### [Dataset content]
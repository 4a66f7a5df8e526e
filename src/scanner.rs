use crossbeam_channel::Sender;
use rayon::prelude::*;
use std::collections::BTreeMap;
use std::panic::{self, AssertUnwindSafe};
use std::path::{Path, PathBuf};
use std::sync::atomic::{AtomicUsize, Ordering};
use std::time::Instant;
use walkdir::WalkDir;

use crate::cluster::{cluster, DuplicateSet};
use crate::error::{panic_message, ConfigError, HashError};
use crate::frames::FrameSampler;
use crate::hamminghash::{MAX_SIMILARITY_64, MIN_SIMILARITY_64};
use crate::media::{classify, relative_name, validate_strategies, FrameStrategy, Fingerprint, HashKey, MediaFile, MediaKind};
use crate::phash::DctPhash;
use crate::sink::Sink;

pub const DEFAULT_THRESHOLD: u32 = 10;

pub fn default_image_extensions() -> Vec<String> {
    ["jpg", "jpeg", "png", "webp", "bmp", "gif", "tif", "tiff"].iter().map(|s| s.to_string()).collect()
}

pub fn default_video_extensions() -> Vec<String> {
    ["mp4", "webm", "mov", "avi", "mkv", "m4v", "wmv", "flv"].iter().map(|s| s.to_string()).collect()
}

#[derive(Debug, Clone)]
pub struct ScanConfig {
    pub root: PathBuf,
    pub recursive: bool,
    pub strategies: Vec<FrameStrategy>,
    pub threshold: u32,
    pub image_extensions: Vec<String>,
    pub video_extensions: Vec<String>,
}

impl ScanConfig {
    pub fn new(root: impl Into<PathBuf>) -> Self {
        Self {
            root: root.into(),
            recursive: true,
            strategies: Vec::new(),
            threshold: DEFAULT_THRESHOLD,
            image_extensions: default_image_extensions(),
            video_extensions: default_video_extensions(),
        }
    }

    /// Everything a pass needs checked before it may start.
    pub fn validate(&self) -> Result<(), ConfigError> {
        if !self.root.is_dir() {
            return Err(ConfigError::NotADirectory(self.root.clone()));
        }
        if !(MIN_SIMILARITY_64..=MAX_SIMILARITY_64).contains(&self.threshold) {
            return Err(ConfigError::ThresholdOutOfRange {
                got: self.threshold,
                min: MIN_SIMILARITY_64,
                max: MAX_SIMILARITY_64,
            });
        }
        validate_strategies(&self.strategies)
    }
}

/// Walks the root and returns every recognised media file, sorted by relative path.
/// Walk errors go to the sink and the entry is skipped.
pub fn collect_media(config: &ScanConfig, sink: &dyn Sink) -> Vec<MediaFile> {
    let mut walker = WalkDir::new(&config.root).min_depth(1);
    if !config.recursive {
        walker = walker.max_depth(1);
    }

    let mut files = Vec::new();
    let mut skipped_videos = 0usize;
    for entry in walker {
        let entry = match entry {
            Ok(e) => e,
            Err(e) => {
                sink.warning(&format!("Skipping unreadable entry: {}", e));
                continue;
            }
        };
        if !entry.file_type().is_file() { continue; }

        let Some(kind) = classify(entry.path(), &config.image_extensions, &config.video_extensions) else {
            continue;
        };
        if kind == MediaKind::Video && config.strategies.is_empty() {
            skipped_videos += 1;
            continue;
        }
        if let Some(path) = relative_name(&config.root, entry.path()) {
            files.push(MediaFile { path, kind });
        }
    }

    if skipped_videos > 0 {
        log::debug!("Skipped {} videos, no frame strategy selected", skipped_videos);
    }
    files.sort();
    files
}

/// Fingerprints for one file: one entry per image, one per successful video frame.
fn hash_file(
    file: &MediaFile,
    abs_path: &Path,
    strategies: &[FrameStrategy],
    hasher: &DctPhash,
    sampler: &dyn FrameSampler,
    sink: &dyn Sink,
) -> Vec<(HashKey, Fingerprint)> {
    match file.kind {
        MediaKind::Image => {
            let result = catch_hash(|| {
                let img = image::open(abs_path).map_err(|e| HashError::Image(e.to_string()))?;
                Ok(hasher.hash_image(&img))
            });
            match result {
                Ok(fp) => vec![(HashKey::image(file.path.clone()), fp)],
                Err(e) => {
                    sink.warning(&format!("Error processing {}: {}", file.path, e));
                    Vec::new()
                }
            }
        }
        MediaKind::Video => strategies.iter().filter_map(|&strategy| {
            let key = HashKey::frame(file.path.clone(), strategy);
            let result = catch_hash(|| {
                let frame = sampler.sample(abs_path, strategy)?;
                Ok(hasher.hash_image(&frame))
            });
            match result {
                Ok(fp) => Some((key, fp)),
                Err(e) => {
                    sink.warning(&format!("Error processing {}: {}", key, e));
                    None
                }
            }
        }).collect(),
    }
}

// Decoders can panic on hostile input; a panic only costs that one key
fn catch_hash<F>(f: F) -> Result<Fingerprint, HashError>
where
    F: FnOnce() -> Result<Fingerprint, HashError>,
{
    panic::catch_unwind(AssertUnwindSafe(f))
        .unwrap_or_else(|payload| Err(HashError::Panicked(panic_message(payload.as_ref()))))
}

/// Hashes every recognised file under the root in parallel.
///
/// Progress is reported as `(done, total)` files when a channel is given.
pub fn compute_fingerprints(
    config: &ScanConfig,
    sampler: &dyn FrameSampler,
    sink: &dyn Sink,
    progress_tx: Option<Sender<(usize, usize)>>,
) -> BTreeMap<HashKey, Fingerprint> {
    let files = collect_media(config, sink);
    let total_files = files.len();
    if let Some(tx) = &progress_tx { let _ = tx.send((0, total_files)); }
    if files.is_empty() { return BTreeMap::new(); }

    let hash_start = Instant::now();
    let processed_count = AtomicUsize::new(0);

    let entries: Vec<(HashKey, Fingerprint)> = files
        .par_iter()
        .map_init(DctPhash::new, |hasher, file| {
            let abs_path = config.root.join(&file.path);
            let out = hash_file(file, &abs_path, &config.strategies, hasher, sampler, sink);

            if let Some(prog_tx) = &progress_tx {
                let current = processed_count.fetch_add(1, Ordering::Relaxed) + 1;
                if current.is_multiple_of(10) || current == total_files {
                    let _ = prog_tx.send((current, total_files));
                }
            }
            out
        })
        .flatten_iter()
        .collect();

    log::debug!("Hashed {} files into {} fingerprints in {:.2}s",
        total_files, entries.len(), hash_start.elapsed().as_secs_f64());

    entries.into_iter().collect()
}

/// One full pass: validate, fingerprint, cluster.
pub fn scan_and_group(
    config: &ScanConfig,
    sampler: &dyn FrameSampler,
    sink: &dyn Sink,
    progress_tx: Option<Sender<(usize, usize)>>,
) -> Result<DuplicateSet, ConfigError> {
    config.validate()?;
    Ok(group_validated(config, sampler, sink, progress_tx))
}

/// `scan_and_group` for a config the caller has already validated.
pub fn group_validated(
    config: &ScanConfig,
    sampler: &dyn FrameSampler,
    sink: &dyn Sink,
    progress_tx: Option<Sender<(usize, usize)>>,
) -> DuplicateSet {
    let map = compute_fingerprints(config, sampler, sink, progress_tx);

    let group_start = Instant::now();
    let set = cluster(&map, config.threshold, &config.root);
    log::debug!("Grouping: {} groups found in {:.2}s", set.len(), group_start.elapsed().as_secs_f64());

    sink.info(&format!("Found {} duplicate groups", set.len()));
    set
}

#[cfg(test)]
mod tests {
    use super::*;
    use crate::error::FrameError;
    use crate::frames::VideoInfo;
    use crate::sink::{MemorySink, Severity};
    use image::{DynamicImage, GrayImage, Luma};
    use std::fs;

    fn gradient(offset: u32) -> GrayImage {
        GrayImage::from_fn(64, 64, |x, y| Luma([((x * 3 + y * 2 + offset) % 250) as u8]))
    }

    fn checker() -> GrayImage {
        GrayImage::from_fn(64, 64, |x, y| Luma([if (x / 8 + y / 8) % 2 == 0 { 0 } else { 255 }]))
    }

    /// First frames decode to the gradient, everything else fails.
    struct FakeSampler;

    impl FrameSampler for FakeSampler {
        fn sample(&self, _path: &Path, strategy: FrameStrategy) -> Result<DynamicImage, FrameError> {
            match strategy {
                FrameStrategy::First => Ok(DynamicImage::ImageLuma8(gradient(0))),
                FrameStrategy::Last => Err(FrameError::NoFrame),
                FrameStrategy::Timestamp(_) => panic!("decoder blew up"),
            }
        }

        fn probe(&self, _path: &Path) -> Result<VideoInfo, FrameError> {
            Err(FrameError::FfmpegNotFound)
        }
    }

    fn fixture() -> tempfile::TempDir {
        let dir = tempfile::tempdir().unwrap();
        gradient(0).save(dir.path().join("a.png")).unwrap();
        gradient(0).save(dir.path().join("b.png")).unwrap();
        checker().save(dir.path().join("c.png")).unwrap();
        fs::write(dir.path().join("broken.jpg"), b"not really a jpeg").unwrap();
        fs::write(dir.path().join("notes.txt"), b"ignored").unwrap();
        fs::create_dir(dir.path().join("sub")).unwrap();
        gradient(0).save(dir.path().join("sub").join("d.png")).unwrap();
        dir
    }

    #[test]
    fn test_identical_images_grouped_and_broken_file_skipped() {
        let dir = fixture();
        let sink = MemorySink::default();
        let config = ScanConfig::new(dir.path());

        let set = scan_and_group(&config, &FakeSampler, &sink, None).unwrap();
        assert_eq!(set.len(), 1);
        assert_eq!(set.get(0).unwrap().members, vec!["a.png", "b.png", "sub/d.png"]);
        assert!(sink.contains("broken.jpg", Severity::Warning));
        assert_eq!(set.root, dir.path());
    }

    #[test]
    fn test_non_recursive_stays_at_top_level() {
        let dir = fixture();
        let sink = MemorySink::default();
        let mut config = ScanConfig::new(dir.path());
        config.recursive = false;

        let files = collect_media(&config, &sink);
        let names: Vec<&str> = files.iter().map(|f| f.path.as_str()).collect();
        assert_eq!(names, vec!["a.png", "b.png", "broken.jpg", "c.png"]);
    }

    #[test]
    fn test_videos_skipped_without_strategies() {
        let dir = fixture();
        fs::write(dir.path().join("v1.mp4"), b"").unwrap();
        let sink = MemorySink::default();

        let config = ScanConfig::new(dir.path());
        let map = compute_fingerprints(&config, &FakeSampler, &sink, None);
        assert!(map.keys().all(|k| k.strategy.is_none()));
        assert!(!map.keys().any(|k| k.path == "v1.mp4"));
    }

    #[test]
    fn test_failed_frames_leave_no_key() {
        let dir = fixture();
        fs::write(dir.path().join("v1.mp4"), b"").unwrap();
        let sink = MemorySink::default();

        let mut config = ScanConfig::new(dir.path());
        config.strategies = vec![FrameStrategy::First, FrameStrategy::Last, FrameStrategy::Timestamp(4)];
        let map = compute_fingerprints(&config, &FakeSampler, &sink, None);

        assert!(map.contains_key(&HashKey::frame("v1.mp4", FrameStrategy::First)));
        assert!(!map.contains_key(&HashKey::frame("v1.mp4", FrameStrategy::Last)));
        assert!(!map.contains_key(&HashKey::frame("v1.mp4", FrameStrategy::Timestamp(4))));
        assert!(sink.contains("v1.mp4//last", Severity::Warning));
        assert!(sink.contains("decoder blew up", Severity::Warning));

        // The surviving first frame matches the gradient images
        let set = cluster(&map, config.threshold, &config.root);
        assert_eq!(set.get(0).unwrap().members, vec!["a.png", "b.png", "sub/d.png", "v1.mp4"]);
    }

    #[test]
    fn test_progress_reaches_total() {
        let dir = fixture();
        let sink = MemorySink::default();
        let (tx, rx) = crossbeam_channel::unbounded();
        let config = ScanConfig::new(dir.path());

        compute_fingerprints(&config, &FakeSampler, &sink, Some(tx));
        let updates: Vec<(usize, usize)> = rx.try_iter().collect();
        assert_eq!(updates.first(), Some(&(0, 5)));
        assert_eq!(updates.last(), Some(&(5, 5)));
    }

    #[test]
    fn test_validation_rejects_bad_config() {
        let dir = fixture();
        let mut config = ScanConfig::new(dir.path().join("a.png"));
        assert!(matches!(config.validate(), Err(ConfigError::NotADirectory(_))));

        config.root = dir.path().to_path_buf();
        config.threshold = 0;
        assert!(matches!(config.validate(), Err(ConfigError::ThresholdOutOfRange { got: 0, .. })));
        config.threshold = 31;
        assert!(config.validate().is_err());
        config.threshold = 30;
        assert!(config.validate().is_ok());

        config.strategies = vec![FrameStrategy::Timestamp(1), FrameStrategy::Timestamp(2)];
        assert_eq!(config.validate(), Err(ConfigError::MultipleTimestamps));
    }
}
use clap::Parser;
use std::path::PathBuf;
use std::process;

use crate::frames::{FfmpegSampler, FrameSampler};
use crate::media::FrameStrategy;
use crate::phash::DctPhash;

mod error;
mod frames;
mod hamminghash;
mod media;
mod phash;

/// Prints the perceptual fingerprint of a single image, or of one video frame.
#[derive(Parser, Debug)]
#[command(author, version, about, long_about = None)]
struct Cli {
    file: PathBuf,

    /// Treat FILE as a video and hash this frame (first, last, timestamp=N)
    #[arg(long)]
    frame: Option<FrameStrategy>,
}

fn main() {
    let args = Cli::parse();

    let img = match args.frame {
        Some(strategy) => {
            let sampler = FfmpegSampler::new();
            if let Ok(info) = sampler.probe(&args.file) {
                println!("Video: {} {}", info.resolution_string(), info.duration_string().unwrap_or_default());
            }
            sampler.sample(&args.file, strategy).map_err(|e| e.to_string())
        }
        None => image::open(&args.file).map_err(|e| e.to_string()),
    };
    let img = match img {
        Ok(i) => i,
        Err(e) => {
            eprintln!("Error opening file {:?}: {}", args.file, e);
            process::exit(1);
        }
    };

    let hash = DctPhash::new().hash_image(&img);
    println!("File: {}", args.file.display());
    if let Some(strategy) = args.frame {
        println!("Frame: {}", strategy);
    }
    println!("pHash (Hex): {}", hash);
    println!("pHash (Bin): {:064b}", hash.0);
}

### [Exercise instructions]
Write out, word for word, all lines from the line that holds "mod hamminghash;" through the last line of the listing, with both end lines kept.

### [Answer for the task]
mod hamminghash;
mod media;
mod phash;

/// Prints the perceptual fingerprint of a single image, or of one video frame.
#[derive(Parser, Debug)]
#[command(author, version, about, long_about = None)]
struct Cli {
    file: PathBuf,

    /// Treat FILE as a video and hash this frame (first, last, timestamp=N)
    #[arg(long)]
    frame: Option<FrameStrategy>,
}

fn main() {
    let args = Cli::parse();

    let img = match args.frame {
        Some(strategy) => {
            let sampler = FfmpegSampler::new();
            if let Ok(info) = sampler.probe(&args.file) {
                println!("Video: {} {}", info.resolution_string(), info.duration_string().unwrap_or_default());
            }
            sampler.sample(&args.file, strategy).map_err(|e| e.to_string())
        }
        None => image::open(&args.file).map_err(|e| e.to_string()),
    };
    let img = match img {
        Ok(i) => i,
        Err(e) => {
            eprintln!("Error opening file {:?}: {}", args.file, e);
            process::exit(1);
        }
    };

    let hash = DctPhash::new().hash_image(&img);
    println!("File: {}", args.file.display());
    if let Some(strategy) = args.frame {
        println!("Frame: {}", strategy);
    }
    println!("pHash (Hex): {}", hash);
    println!("pHash (Bin): {:064b}", hash.0);
}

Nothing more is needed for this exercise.